On November 28th, the Vanderbilt football team suited up to compete against the University of Missouri in a Power Five conference game. Vanderbilt was expected to get demolished, yet this game was one of the most anticipated in the season– All because of number. 32, Sarah Fuller.
Sarah Fuller is a Vanderbilt senior originally from Wylie, Texas. She has played four seasons with Vanderbilt’s women’s soccer team. This past season she started as keeper and assisted the team in winning their first SEC title since 1994.
After winning the title Fuller assumed her collegiate athletic career was over. However, just a few days after the win she got a call from the women’s soccer associate head coach asking if she’d be willing to help the football team.
The football team was in trouble do to positive COVID-19 cases. They needed help in special teams positions, and Fuller was the perfect fit.

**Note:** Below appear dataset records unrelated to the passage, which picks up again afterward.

//! Data models for checkcards and task breakdowns.
//!
//! A [`CheckcardRecord`] is the unit persisted per step. Its `metadata`
//! section is derived from the step definition, its `data` section belongs to
//! the actor, and its lifecycle fields describe whether the step succeeded.
//! Lifecycle fields stay raw JSON so validators can report malformed content.

pub mod actor;
pub mod record;
pub mod status;
pub mod task;

#[cfg(test)]
mod tests;

pub use actor::Actor;
pub use record::{CheckcardRecord, DataSection, StepMetadata};
pub use status::LifecycleStatus;
pub use task::{TaskRecord, INITIAL_TASK_STATUS};
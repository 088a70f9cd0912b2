//! Builder for creating and checking step registries.

use std::collections::{HashMap, HashSet};

use super::{StepDefinition, StepRegistry};
use crate::error::{CheckcardError, Result};

/// Collects step definitions and checks them as a whole before producing a
/// [`StepRegistry`].
#[derive(Debug, Clone, Default)]
pub struct RegistryBuilder {
    steps: Vec<(String, StepDefinition)>,
}

impl RegistryBuilder {
    /// Creates an empty builder.
    pub fn new() -> Self {
        Self { steps: Vec::new() }
    }

    /// Creates a builder pre-loaded with the standard workflow, ready to be
    /// extended with further steps.
    pub fn speckit() -> Self {
        super::defaults::speckit_builder()
    }

    /// Registers a step. Registration order is kept for navigation.
    pub fn step(mut self, step_id: impl Into<String>, definition: StepDefinition) -> Self {
        self.steps.push((step_id.into(), definition));
        self
    }

    /// Checks the definitions and builds the registry.
    ///
    /// # Errors
    ///
    /// Returns `CheckcardError::InvalidDefinition` for an empty or duplicate
    /// step id, a source step that is not registered, a step sourcing
    /// itself, a cycle of source steps, or a task-list field that is not a
    /// declared output.
    pub fn build(self) -> Result<StepRegistry> {
        let mut index = HashMap::with_capacity(self.steps.len());
        for (position, (step_id, _)) in self.steps.iter().enumerate() {
            if step_id.trim().is_empty() {
                return Err(CheckcardError::invalid_definition(step_id)
                    .with_reason("Step id cannot be empty"));
            }
            if index.insert(step_id.clone(), position).is_some() {
                return Err(CheckcardError::invalid_definition(step_id)
                    .with_reason("Step id is registered more than once"));
            }
        }

        for (step_id, definition) in &self.steps {
            if let Some(input) = &definition.input {
                if input.source_step == *step_id {
                    return Err(CheckcardError::invalid_definition(step_id)
                        .with_reason("A step cannot take its inputs from itself"));
                }
                if !index.contains_key(&input.source_step) {
                    return Err(CheckcardError::invalid_definition(step_id).with_reason(
                        format!("Source step '{}' is not registered", input.source_step),
                    ));
                }
            }

            if let Some(field) = definition.behavior.task_list_field() {
                if definition.output_field(field).is_none() {
                    return Err(CheckcardError::invalid_definition(step_id).with_reason(
                        format!("Task list field '{field}' is not a declared output"),
                    ));
                }
            }
        }

        Self::check_acyclic(&self.steps, &index)?;

        log::debug!("Built step registry with {} steps", self.steps.len());
        Ok(StepRegistry::from_parts(self.steps, index))
    }

    /// Indexes the steps without checking them. Later duplicates win.
    pub(super) fn into_unchecked(self) -> StepRegistry {
        let index = self
            .steps
            .iter()
            .enumerate()
            .map(|(position, (step_id, _))| (step_id.clone(), position))
            .collect();
        StepRegistry::from_parts(self.steps, index)
    }

    /// Each step has at most one source, so following the source chain from
    /// every step either terminates or revisits a step already on the chain.
    fn check_acyclic(
        steps: &[(String, StepDefinition)],
        index: &HashMap<String, usize>,
    ) -> Result<()> {
        let mut settled: HashSet<usize> = HashSet::new();

        for start in 0..steps.len() {
            let mut chain = Vec::new();
            let mut on_chain = HashSet::new();
            let mut current = Some(start);

            while let Some(position) = current {
                if settled.contains(&position) {
                    break;
                }
                if !on_chain.insert(position) {
                    let cycle_start = chain.iter().position(|p| *p == position).unwrap_or(0);
                    let mut cycle: Vec<&str> = chain[cycle_start..]
                        .iter()
                        .map(|p: &usize| steps[*p].0.as_str())
                        .collect();
                    cycle.push(steps[position].0.as_str());
                    return Err(CheckcardError::invalid_definition(&steps[position].0)
                        .with_reason(format!("Cycle detected: {}", cycle.join(" -> "))));
                }
                chain.push(position);
                current = steps[position]
                    .1
                    .input
                    .as_ref()
                    .and_then(|input| index.get(&input.source_step).copied());
            }

            settled.extend(chain);
        }

        Ok(())
    }
}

She was already following the athletic departments COVID-19 testing protocol and her coaches knew she could get the job done.
The same day Fuller received the call, she joined the rest of the team on the field to prepare for the game against Missouri.
“She’s really good with a soccer ball, seems like she’s pretty good with a football, too.” Vanderbilt Football Head Coach Derek Mason said to reporters proceeding the teams first practice with Fuller.
Only a few days later she took to the field, ready to fill in where needed. She waited patiently on the sidelines and cheered on her new team-mates, when finally, they required her help in the second half.
“Honestly I was just really calm,” Fuller said on SEC Network, “The SEC (soccer) championship was more stressful if I’m going to be honest.”
Fuller started by using squib kick, a short and low kick that usually causes the ball to bounce around on the ground before it can be picked up by a member of the receiving team. Although there was controversy on whether the kick was purposeful, Head Coach Derek Mason has said he asked her to do a squib kick because he knew she was familiar with delivering low kicks from soccer.
Fuller didn’t receive another opprotunity to go in that game due to the Vanderbilt Commodores being obliterated by the Missouri Tigers. That didn’t matter, though, by stepping on the field Fuller made history as the first woman to play in a Power Five college football game.
She joined Katie Hinda and April Goss as the third woman to play in the NCAA Division 1 Football Subdivision.
On December 12, Fuller made history again. She stepped on the field with only a minute to go in the first quarter. Vanderbilt was down by one to Tennessee and needed Fuller to succeed in order to go into the second quarter tied.
Vanderbilt interim head coach made the decision to put Fuller in. “We get in the game and she was highly accurate with it in that range, the extra points and inside the 10, so she was going to get those,” Fitch said. “The other kickers were going to get it further back.”
Fuller successfully made her kick, thus, she became the first woman to score in a Power-5 college football game.
“This whole time has been if I can do it, if I’m good enough to do it,” Fuller said after the game to ESPN “It wasn’t if I was a girl or not. So that’s something I’ve really appreciated. At the end of the day, they treated me like an athlete and that’s the best I could ask for.”
She was treated like an athlete. An athlete who was thrown into a situation and figured out how to succeed in that situation. Fuller had only days to do what some football players practice for years to succeed in. She was in the right place at the right time and when the coaches looked for an alternate, they found her. It was never about her being a girl it was about her being an athlete. They looked for the best person in order to succeed and that person just happened to be Sarah Fuller.